▸ Source data:
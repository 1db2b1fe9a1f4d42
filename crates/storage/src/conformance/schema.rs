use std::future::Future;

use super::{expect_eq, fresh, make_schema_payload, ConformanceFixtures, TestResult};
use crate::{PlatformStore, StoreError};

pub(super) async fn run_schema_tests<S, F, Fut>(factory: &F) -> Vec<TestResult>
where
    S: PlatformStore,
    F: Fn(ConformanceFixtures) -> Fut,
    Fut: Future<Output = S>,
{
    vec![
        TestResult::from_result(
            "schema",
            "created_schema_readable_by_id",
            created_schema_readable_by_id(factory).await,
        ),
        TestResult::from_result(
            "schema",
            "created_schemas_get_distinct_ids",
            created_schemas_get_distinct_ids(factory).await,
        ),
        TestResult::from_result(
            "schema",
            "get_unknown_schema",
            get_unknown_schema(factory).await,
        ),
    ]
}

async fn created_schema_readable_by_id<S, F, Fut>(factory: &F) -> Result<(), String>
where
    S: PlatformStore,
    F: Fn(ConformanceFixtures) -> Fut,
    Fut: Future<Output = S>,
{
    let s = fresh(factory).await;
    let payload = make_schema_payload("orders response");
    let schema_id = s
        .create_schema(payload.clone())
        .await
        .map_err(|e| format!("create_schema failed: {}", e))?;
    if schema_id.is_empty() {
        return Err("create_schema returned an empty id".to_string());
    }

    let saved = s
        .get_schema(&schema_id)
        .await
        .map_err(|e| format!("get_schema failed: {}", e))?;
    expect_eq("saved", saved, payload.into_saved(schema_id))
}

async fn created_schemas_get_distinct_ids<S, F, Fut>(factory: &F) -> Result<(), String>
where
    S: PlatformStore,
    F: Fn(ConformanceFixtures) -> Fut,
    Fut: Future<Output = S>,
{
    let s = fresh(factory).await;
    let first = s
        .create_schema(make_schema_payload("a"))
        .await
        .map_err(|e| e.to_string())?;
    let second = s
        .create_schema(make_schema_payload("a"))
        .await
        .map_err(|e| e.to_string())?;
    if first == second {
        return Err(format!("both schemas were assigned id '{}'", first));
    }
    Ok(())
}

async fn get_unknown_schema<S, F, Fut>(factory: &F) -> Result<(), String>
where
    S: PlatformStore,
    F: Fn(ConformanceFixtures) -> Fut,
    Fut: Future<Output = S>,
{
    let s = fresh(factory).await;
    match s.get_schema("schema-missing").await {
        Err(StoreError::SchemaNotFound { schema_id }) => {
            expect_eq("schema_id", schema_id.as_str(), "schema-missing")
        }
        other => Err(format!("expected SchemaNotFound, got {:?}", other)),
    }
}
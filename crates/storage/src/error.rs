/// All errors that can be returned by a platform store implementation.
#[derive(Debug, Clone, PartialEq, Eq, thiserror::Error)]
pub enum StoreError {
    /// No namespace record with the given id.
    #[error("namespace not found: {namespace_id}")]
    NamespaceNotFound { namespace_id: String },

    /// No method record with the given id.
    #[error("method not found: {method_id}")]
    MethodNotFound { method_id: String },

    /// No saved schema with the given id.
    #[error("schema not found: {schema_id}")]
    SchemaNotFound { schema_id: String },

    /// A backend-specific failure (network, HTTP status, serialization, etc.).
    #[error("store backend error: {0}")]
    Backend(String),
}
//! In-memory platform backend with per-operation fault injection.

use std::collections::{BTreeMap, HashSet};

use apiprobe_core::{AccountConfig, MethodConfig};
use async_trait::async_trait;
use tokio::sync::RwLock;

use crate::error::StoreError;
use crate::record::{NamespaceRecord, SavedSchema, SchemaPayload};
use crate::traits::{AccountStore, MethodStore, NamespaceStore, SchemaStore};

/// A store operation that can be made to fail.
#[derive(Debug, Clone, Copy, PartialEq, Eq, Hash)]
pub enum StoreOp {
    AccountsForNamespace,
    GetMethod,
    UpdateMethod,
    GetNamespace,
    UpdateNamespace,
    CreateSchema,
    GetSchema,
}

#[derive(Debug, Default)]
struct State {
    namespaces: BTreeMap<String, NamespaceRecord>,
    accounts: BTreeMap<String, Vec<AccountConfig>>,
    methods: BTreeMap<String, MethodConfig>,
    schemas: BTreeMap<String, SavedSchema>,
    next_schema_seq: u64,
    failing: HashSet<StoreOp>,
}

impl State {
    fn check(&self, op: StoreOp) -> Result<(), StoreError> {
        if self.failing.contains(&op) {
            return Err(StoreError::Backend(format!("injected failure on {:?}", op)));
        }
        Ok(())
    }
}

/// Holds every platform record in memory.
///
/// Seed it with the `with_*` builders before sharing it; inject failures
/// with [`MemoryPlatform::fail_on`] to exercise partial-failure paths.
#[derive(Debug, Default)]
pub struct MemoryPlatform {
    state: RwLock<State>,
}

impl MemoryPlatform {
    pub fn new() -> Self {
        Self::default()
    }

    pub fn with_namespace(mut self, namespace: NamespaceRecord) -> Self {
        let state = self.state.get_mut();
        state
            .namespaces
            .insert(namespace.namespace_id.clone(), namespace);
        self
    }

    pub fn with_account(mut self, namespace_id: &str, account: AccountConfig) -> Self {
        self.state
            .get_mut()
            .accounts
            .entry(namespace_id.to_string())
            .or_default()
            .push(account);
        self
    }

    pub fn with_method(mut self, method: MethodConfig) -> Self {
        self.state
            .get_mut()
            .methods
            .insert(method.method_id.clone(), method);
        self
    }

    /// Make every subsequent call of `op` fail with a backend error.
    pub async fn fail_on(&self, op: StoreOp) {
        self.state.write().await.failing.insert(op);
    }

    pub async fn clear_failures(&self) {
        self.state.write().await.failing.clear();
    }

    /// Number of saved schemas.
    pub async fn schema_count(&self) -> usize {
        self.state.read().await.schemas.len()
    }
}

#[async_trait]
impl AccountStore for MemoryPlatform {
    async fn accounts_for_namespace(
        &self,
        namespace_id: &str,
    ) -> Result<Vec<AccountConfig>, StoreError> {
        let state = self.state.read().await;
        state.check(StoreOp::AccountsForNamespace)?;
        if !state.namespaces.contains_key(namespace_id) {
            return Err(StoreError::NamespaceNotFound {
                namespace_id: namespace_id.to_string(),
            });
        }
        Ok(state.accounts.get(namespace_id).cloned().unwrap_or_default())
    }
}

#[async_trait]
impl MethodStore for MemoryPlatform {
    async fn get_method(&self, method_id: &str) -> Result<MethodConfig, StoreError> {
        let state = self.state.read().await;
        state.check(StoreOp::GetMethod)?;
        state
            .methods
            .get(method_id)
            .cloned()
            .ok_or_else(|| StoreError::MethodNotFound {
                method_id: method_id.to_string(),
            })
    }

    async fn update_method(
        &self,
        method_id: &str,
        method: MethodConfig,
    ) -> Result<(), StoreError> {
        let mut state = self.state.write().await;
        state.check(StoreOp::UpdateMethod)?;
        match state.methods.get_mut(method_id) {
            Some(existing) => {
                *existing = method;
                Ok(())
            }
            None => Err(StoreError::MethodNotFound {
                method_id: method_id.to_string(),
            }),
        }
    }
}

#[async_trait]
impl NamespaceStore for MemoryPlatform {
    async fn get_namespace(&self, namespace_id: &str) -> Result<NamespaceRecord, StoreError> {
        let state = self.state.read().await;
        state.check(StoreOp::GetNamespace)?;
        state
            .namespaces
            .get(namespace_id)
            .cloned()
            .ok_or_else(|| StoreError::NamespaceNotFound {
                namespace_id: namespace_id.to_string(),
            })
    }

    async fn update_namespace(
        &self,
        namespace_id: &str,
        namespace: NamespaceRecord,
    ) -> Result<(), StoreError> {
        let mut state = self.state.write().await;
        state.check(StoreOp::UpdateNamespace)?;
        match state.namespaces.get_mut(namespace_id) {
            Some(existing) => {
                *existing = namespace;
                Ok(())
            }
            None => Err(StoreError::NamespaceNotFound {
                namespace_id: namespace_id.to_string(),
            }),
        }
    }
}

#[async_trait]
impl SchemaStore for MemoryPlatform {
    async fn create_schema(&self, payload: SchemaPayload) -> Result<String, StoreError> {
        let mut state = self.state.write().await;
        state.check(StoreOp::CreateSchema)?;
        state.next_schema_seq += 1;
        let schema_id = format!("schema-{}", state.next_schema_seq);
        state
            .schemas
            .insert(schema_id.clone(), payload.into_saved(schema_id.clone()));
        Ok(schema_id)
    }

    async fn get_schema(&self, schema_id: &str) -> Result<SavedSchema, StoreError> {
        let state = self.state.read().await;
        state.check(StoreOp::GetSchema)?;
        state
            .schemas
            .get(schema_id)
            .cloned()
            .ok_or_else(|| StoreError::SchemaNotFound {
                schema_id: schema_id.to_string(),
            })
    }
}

▸ What you have to do:
Find the line with "state.check(StoreOp::GetMethod)?;" in the material above. Reproduce it and each line after it up to and including the line with "state.check(StoreOp::UpdateNamespace)?;".

▸ Answer to this problem:
        state.check(StoreOp::GetMethod)?;
        state
            .methods
            .get(method_id)
            .cloned()
            .ok_or_else(|| StoreError::MethodNotFound {
                method_id: method_id.to_string(),
            })
    }

    async fn update_method(
        &self,
        method_id: &str,
        method: MethodConfig,
    ) -> Result<(), StoreError> {
        let mut state = self.state.write().await;
        state.check(StoreOp::UpdateMethod)?;
        match state.methods.get_mut(method_id) {
            Some(existing) => {
                *existing = method;
                Ok(())
            }
            None => Err(StoreError::MethodNotFound {
                method_id: method_id.to_string(),
            }),
        }
    }
}

#[async_trait]
impl NamespaceStore for MemoryPlatform {
    async fn get_namespace(&self, namespace_id: &str) -> Result<NamespaceRecord, StoreError> {
        let state = self.state.read().await;
        state.check(StoreOp::GetNamespace)?;
        state
            .namespaces
            .get(namespace_id)
            .cloned()
            .ok_or_else(|| StoreError::NamespaceNotFound {
                namespace_id: namespace_id.to_string(),
            })
    }

    async fn update_namespace(
        &self,
        namespace_id: &str,
        namespace: NamespaceRecord,
    ) -> Result<(), StoreError> {
        let mut state = self.state.write().await;
        state.check(StoreOp::UpdateNamespace)?;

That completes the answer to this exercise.